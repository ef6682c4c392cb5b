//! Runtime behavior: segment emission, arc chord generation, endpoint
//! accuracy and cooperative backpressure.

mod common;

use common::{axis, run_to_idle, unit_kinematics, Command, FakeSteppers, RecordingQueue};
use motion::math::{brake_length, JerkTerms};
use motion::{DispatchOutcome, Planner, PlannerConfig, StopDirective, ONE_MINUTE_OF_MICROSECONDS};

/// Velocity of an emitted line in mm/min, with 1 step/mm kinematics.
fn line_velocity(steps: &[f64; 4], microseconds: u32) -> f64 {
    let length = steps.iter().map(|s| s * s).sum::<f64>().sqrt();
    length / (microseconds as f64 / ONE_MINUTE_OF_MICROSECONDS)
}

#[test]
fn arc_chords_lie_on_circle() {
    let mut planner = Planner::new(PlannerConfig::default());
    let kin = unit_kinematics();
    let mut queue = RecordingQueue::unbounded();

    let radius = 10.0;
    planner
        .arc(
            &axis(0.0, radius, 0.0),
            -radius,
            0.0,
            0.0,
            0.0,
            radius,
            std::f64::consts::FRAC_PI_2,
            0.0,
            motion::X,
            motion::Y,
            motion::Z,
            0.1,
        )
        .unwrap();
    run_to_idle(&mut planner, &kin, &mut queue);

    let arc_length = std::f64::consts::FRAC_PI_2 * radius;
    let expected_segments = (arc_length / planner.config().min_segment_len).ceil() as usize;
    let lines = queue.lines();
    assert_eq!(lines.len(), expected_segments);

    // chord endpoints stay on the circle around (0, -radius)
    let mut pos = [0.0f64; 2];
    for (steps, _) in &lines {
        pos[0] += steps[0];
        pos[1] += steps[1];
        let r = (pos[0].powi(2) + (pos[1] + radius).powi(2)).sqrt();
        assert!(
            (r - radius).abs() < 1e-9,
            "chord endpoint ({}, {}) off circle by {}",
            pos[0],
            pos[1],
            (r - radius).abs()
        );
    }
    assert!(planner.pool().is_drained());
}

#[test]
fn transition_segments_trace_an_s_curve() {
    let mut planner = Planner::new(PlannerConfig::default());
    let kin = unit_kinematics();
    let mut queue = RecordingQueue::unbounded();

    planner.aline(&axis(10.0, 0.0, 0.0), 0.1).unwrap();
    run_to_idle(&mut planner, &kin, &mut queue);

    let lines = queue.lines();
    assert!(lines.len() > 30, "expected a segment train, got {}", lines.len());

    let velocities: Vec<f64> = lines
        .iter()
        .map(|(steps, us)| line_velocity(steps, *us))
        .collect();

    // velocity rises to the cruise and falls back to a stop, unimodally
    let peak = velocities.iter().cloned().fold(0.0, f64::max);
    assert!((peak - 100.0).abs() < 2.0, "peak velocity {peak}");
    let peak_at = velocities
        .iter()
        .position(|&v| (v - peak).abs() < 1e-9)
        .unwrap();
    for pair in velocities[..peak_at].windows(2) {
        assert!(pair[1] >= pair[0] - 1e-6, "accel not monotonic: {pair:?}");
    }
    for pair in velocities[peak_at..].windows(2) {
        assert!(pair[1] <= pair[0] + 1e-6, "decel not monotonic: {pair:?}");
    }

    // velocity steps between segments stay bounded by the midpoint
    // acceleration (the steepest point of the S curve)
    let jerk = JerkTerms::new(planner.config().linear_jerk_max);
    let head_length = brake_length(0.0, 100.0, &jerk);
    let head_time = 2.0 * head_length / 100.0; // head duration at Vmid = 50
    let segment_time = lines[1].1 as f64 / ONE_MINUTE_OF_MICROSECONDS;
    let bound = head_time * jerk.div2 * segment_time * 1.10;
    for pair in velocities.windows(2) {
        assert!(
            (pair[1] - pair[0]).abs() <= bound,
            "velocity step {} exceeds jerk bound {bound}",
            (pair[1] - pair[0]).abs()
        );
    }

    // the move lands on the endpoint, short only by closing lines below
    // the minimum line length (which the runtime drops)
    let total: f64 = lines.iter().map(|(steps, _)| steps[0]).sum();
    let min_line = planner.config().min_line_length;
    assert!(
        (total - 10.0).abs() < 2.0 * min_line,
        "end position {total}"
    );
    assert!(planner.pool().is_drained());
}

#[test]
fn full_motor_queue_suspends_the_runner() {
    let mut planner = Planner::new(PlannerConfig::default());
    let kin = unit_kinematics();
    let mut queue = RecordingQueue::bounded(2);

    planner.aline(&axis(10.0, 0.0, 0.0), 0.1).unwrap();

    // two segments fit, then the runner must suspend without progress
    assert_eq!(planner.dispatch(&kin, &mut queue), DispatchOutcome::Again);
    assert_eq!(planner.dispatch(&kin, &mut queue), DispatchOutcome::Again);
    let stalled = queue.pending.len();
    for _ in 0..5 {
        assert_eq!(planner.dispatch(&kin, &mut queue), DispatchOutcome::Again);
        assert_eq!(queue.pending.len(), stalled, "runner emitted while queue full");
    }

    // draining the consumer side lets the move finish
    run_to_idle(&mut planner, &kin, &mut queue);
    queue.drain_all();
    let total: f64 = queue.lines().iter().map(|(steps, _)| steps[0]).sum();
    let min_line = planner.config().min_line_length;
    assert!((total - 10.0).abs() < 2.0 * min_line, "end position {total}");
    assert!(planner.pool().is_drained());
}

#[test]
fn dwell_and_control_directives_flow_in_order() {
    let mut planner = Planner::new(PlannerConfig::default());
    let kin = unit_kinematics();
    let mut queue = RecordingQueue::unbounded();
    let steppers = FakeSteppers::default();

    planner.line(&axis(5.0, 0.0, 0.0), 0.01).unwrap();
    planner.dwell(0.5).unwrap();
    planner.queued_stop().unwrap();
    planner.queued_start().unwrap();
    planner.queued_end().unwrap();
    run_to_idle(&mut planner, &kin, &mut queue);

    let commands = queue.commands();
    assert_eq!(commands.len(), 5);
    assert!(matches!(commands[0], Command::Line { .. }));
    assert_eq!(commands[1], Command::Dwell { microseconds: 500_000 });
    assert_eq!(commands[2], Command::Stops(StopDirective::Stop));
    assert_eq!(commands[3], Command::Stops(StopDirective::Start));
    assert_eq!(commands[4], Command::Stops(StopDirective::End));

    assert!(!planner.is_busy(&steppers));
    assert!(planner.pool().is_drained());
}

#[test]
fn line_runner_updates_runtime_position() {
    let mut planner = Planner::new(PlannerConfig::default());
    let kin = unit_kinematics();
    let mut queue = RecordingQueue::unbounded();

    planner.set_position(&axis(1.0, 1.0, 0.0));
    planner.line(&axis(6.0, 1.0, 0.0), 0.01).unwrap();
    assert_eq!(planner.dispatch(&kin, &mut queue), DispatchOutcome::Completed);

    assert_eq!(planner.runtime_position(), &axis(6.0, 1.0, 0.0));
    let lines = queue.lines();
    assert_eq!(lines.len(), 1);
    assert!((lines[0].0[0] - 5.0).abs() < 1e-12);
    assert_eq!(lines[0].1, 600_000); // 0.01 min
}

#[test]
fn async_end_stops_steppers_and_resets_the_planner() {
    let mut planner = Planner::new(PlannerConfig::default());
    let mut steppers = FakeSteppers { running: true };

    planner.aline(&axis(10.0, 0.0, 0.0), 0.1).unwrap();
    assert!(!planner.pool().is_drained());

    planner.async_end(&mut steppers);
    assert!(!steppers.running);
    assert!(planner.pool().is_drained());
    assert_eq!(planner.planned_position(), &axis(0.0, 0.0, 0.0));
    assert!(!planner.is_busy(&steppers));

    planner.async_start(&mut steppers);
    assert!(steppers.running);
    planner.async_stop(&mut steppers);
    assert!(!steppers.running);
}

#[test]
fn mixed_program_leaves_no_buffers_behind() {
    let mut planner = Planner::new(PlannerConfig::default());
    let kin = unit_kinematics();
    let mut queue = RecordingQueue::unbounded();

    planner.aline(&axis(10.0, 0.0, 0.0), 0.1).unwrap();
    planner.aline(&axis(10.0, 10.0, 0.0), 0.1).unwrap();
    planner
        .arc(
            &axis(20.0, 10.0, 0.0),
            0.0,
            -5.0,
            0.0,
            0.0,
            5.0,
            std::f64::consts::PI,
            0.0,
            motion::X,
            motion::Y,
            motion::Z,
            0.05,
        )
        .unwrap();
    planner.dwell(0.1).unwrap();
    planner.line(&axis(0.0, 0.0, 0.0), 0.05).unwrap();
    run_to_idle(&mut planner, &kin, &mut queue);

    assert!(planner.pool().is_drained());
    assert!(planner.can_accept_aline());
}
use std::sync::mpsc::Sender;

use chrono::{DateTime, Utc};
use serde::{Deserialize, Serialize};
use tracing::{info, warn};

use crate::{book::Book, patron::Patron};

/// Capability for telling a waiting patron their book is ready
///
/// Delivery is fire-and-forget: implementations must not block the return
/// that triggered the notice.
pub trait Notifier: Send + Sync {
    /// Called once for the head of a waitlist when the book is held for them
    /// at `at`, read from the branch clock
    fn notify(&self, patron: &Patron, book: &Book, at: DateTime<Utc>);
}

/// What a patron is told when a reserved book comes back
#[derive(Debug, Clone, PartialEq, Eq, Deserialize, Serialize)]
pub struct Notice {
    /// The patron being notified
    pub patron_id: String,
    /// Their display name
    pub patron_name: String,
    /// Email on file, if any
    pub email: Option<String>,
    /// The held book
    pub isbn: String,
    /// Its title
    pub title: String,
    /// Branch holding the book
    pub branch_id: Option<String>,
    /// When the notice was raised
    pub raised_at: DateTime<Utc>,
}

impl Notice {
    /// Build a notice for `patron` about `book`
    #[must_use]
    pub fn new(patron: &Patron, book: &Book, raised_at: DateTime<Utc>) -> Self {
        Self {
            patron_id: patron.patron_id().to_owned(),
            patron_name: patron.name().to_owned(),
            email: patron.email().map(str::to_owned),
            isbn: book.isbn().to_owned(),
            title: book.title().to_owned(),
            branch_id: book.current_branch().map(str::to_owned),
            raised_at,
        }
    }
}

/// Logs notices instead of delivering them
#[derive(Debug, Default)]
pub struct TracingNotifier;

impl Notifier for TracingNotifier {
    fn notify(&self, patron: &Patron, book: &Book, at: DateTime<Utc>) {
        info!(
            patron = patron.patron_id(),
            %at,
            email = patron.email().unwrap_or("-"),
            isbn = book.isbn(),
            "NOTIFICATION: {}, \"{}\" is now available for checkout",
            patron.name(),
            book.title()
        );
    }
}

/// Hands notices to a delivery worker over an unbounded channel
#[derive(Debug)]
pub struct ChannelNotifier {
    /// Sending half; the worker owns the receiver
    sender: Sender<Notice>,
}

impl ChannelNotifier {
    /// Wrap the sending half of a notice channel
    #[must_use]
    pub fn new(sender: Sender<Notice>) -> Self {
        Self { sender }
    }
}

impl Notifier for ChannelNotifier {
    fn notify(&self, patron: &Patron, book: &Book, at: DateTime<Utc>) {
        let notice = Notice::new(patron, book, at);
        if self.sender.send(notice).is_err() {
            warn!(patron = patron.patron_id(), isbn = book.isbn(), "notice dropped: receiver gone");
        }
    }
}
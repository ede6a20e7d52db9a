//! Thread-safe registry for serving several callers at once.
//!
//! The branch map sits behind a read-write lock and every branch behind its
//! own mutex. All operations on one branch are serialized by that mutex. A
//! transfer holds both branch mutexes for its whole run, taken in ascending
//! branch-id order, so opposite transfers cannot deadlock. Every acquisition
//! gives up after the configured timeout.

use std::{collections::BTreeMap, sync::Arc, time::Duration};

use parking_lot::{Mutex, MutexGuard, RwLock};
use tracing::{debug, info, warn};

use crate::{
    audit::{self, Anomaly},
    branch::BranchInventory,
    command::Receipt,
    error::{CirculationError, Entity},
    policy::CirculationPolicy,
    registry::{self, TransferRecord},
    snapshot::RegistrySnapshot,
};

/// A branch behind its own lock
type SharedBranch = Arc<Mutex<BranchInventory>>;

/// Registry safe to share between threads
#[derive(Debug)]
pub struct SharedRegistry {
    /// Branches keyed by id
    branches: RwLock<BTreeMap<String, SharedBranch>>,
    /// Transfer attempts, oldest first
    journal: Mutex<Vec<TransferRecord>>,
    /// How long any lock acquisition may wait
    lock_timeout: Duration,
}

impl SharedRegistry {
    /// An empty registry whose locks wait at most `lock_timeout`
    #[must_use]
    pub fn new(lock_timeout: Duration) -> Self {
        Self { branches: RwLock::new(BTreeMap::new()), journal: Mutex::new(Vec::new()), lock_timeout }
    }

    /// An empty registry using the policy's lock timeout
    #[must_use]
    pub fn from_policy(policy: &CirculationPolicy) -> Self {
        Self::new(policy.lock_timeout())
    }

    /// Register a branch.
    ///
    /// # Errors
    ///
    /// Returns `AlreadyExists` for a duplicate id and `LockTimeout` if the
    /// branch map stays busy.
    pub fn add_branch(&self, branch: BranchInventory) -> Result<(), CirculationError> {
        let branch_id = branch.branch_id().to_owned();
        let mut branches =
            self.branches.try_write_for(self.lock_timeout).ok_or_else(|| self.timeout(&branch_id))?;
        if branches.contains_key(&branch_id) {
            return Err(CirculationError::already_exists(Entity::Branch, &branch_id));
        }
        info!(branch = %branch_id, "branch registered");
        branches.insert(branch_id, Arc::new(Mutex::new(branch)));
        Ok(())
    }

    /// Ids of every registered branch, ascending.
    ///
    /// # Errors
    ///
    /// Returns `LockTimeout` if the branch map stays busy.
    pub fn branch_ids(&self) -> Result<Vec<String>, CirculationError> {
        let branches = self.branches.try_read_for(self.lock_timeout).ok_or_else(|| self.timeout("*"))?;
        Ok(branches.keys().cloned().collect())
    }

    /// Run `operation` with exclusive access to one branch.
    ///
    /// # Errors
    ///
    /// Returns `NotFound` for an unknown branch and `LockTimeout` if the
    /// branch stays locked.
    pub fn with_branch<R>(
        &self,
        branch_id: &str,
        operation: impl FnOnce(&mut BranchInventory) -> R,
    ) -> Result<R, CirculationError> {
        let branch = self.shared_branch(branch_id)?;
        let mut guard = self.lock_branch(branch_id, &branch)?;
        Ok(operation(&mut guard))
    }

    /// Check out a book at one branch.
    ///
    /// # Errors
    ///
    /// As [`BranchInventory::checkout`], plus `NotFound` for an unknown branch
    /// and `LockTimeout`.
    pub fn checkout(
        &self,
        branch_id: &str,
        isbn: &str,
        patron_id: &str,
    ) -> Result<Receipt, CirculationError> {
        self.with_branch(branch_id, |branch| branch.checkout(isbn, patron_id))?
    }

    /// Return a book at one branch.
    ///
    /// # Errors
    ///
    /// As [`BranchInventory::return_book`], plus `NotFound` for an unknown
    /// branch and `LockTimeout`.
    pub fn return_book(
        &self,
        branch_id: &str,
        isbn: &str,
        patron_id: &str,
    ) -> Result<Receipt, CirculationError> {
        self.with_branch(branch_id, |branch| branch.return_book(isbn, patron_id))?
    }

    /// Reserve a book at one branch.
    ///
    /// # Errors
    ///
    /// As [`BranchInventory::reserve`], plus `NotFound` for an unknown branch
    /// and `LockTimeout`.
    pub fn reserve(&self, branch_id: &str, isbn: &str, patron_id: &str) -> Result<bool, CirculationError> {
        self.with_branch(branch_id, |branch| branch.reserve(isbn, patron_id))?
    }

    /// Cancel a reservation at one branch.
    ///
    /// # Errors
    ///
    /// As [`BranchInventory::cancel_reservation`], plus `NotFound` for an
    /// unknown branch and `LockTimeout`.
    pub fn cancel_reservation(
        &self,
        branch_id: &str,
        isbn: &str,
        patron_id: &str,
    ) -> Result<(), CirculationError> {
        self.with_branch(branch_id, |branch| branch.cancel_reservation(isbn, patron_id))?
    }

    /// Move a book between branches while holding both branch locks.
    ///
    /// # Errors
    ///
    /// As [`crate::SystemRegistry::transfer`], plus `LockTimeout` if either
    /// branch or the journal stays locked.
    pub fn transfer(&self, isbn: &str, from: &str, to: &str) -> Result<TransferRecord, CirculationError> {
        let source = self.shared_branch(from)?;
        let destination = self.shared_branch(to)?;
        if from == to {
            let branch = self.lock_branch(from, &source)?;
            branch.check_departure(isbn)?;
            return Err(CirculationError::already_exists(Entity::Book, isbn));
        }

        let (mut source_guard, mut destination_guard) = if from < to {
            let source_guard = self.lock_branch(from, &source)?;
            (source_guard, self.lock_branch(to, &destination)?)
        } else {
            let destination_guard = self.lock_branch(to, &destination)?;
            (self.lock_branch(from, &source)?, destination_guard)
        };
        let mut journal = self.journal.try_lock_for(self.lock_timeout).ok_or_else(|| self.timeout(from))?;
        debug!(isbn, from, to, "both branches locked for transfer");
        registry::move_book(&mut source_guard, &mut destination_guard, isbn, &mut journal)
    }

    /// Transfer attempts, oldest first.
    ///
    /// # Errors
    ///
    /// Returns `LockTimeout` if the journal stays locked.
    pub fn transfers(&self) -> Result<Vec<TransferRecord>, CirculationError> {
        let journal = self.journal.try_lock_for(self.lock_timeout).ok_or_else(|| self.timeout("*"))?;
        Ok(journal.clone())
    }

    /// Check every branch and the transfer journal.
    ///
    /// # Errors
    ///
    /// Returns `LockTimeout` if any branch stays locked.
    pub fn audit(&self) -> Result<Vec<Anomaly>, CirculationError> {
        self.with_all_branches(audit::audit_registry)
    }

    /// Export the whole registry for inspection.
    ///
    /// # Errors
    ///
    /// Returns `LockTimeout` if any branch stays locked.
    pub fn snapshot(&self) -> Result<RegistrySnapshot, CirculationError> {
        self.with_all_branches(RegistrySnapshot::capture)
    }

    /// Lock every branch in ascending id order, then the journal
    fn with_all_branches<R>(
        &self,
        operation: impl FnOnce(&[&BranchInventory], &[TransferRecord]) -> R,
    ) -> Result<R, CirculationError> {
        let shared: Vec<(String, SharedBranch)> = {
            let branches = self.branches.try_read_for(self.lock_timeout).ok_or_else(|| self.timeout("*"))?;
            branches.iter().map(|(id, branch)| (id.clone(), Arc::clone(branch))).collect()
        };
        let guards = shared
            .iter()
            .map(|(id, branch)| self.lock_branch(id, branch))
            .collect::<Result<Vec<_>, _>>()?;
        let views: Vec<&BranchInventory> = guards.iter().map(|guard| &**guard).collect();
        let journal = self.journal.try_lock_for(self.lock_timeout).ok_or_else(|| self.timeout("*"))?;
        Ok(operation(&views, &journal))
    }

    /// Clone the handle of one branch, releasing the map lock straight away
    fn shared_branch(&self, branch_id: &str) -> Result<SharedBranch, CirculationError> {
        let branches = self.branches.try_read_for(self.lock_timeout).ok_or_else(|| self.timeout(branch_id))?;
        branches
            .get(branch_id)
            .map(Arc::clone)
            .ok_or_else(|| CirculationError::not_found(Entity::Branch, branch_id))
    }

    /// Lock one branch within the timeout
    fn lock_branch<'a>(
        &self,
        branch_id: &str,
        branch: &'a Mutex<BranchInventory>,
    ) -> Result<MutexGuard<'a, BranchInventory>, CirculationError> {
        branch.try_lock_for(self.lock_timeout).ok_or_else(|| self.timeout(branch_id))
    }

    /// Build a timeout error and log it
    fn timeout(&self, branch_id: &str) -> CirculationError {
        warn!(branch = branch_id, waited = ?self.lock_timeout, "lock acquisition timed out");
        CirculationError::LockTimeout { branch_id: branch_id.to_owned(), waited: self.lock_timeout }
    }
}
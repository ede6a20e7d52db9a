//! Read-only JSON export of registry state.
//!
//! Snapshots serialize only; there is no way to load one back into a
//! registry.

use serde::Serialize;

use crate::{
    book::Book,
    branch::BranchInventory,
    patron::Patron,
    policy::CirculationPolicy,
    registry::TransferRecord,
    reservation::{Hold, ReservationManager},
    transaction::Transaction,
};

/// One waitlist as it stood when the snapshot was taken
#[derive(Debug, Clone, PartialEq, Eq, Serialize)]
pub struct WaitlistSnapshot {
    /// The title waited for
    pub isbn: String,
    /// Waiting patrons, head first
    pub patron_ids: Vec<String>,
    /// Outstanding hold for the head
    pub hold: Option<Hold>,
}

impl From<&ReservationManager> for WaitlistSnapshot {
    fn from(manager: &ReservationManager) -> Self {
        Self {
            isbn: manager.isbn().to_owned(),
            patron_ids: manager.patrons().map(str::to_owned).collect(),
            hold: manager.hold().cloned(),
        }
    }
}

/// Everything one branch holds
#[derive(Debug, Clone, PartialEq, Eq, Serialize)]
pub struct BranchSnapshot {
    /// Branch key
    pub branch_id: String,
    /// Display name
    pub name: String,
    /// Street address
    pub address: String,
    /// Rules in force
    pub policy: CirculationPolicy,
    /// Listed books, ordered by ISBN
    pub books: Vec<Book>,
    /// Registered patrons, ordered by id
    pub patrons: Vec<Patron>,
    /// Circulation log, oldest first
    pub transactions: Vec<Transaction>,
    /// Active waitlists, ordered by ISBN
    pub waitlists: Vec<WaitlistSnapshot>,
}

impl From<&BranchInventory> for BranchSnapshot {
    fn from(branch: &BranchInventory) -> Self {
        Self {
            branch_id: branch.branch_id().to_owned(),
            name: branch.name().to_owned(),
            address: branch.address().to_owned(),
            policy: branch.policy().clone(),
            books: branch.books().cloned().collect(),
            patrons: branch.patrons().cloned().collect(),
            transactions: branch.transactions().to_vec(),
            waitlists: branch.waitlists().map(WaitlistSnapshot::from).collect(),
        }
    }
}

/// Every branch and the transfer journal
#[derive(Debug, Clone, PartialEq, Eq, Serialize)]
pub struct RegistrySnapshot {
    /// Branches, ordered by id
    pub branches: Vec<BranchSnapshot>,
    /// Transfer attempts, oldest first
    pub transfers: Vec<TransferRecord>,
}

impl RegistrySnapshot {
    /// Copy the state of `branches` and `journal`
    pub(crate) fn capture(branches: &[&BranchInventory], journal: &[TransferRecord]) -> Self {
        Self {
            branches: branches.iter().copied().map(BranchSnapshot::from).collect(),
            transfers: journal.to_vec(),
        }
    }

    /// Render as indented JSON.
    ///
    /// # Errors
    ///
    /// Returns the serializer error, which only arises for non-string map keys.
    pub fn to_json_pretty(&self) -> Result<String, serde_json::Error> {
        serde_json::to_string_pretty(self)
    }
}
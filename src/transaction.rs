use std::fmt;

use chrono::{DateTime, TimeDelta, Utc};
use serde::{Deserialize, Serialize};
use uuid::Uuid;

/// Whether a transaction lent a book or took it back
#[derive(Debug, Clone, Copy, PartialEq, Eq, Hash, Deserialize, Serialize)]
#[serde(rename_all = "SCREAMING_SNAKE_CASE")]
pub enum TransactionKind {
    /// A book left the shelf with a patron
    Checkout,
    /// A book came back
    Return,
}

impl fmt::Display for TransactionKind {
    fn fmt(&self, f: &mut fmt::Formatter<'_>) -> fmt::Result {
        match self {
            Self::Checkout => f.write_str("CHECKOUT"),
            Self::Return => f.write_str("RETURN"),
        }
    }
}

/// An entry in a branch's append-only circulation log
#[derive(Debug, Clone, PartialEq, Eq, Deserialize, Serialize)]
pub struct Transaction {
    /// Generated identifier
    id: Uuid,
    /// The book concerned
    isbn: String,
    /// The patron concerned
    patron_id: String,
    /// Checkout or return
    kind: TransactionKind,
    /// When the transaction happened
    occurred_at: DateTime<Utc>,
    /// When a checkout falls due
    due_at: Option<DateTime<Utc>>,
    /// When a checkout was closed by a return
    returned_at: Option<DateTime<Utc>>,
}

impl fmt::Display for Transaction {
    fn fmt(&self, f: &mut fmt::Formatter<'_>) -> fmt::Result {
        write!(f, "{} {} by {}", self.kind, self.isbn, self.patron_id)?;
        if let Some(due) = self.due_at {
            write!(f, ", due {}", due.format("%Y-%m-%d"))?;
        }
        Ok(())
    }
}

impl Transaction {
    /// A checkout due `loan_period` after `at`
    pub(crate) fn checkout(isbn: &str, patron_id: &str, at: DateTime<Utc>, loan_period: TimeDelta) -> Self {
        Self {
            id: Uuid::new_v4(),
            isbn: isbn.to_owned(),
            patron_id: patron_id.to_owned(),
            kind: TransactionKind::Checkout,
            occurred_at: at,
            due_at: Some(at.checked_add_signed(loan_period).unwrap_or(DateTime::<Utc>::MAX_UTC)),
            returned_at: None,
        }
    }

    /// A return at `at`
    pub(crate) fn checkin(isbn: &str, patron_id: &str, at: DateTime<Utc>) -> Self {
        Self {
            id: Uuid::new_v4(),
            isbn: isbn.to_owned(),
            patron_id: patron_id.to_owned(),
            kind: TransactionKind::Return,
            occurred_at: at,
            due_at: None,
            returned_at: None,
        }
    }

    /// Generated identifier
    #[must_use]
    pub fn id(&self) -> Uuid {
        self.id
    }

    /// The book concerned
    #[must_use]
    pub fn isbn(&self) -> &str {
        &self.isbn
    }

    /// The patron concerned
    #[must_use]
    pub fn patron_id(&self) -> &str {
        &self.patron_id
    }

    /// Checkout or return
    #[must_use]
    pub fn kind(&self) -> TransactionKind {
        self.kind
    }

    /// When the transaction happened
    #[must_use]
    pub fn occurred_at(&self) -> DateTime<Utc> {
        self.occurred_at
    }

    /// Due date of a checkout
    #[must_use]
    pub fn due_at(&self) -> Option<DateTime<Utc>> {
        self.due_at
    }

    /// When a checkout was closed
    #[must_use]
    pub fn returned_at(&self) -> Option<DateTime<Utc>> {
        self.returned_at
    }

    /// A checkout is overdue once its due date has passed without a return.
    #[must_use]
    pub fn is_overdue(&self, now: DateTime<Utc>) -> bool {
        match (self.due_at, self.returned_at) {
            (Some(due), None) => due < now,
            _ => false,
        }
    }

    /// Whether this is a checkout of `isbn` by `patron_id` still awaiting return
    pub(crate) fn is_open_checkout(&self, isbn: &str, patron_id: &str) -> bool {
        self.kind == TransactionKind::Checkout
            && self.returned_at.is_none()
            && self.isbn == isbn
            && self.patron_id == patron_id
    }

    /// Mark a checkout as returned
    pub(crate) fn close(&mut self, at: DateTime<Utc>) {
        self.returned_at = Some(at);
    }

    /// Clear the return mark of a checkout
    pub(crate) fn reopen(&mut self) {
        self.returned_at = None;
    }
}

REQUIRED ACTION:
Every line of the records above that contains the word "falls" should be counted, and only the total given.

TASK RESULT:
2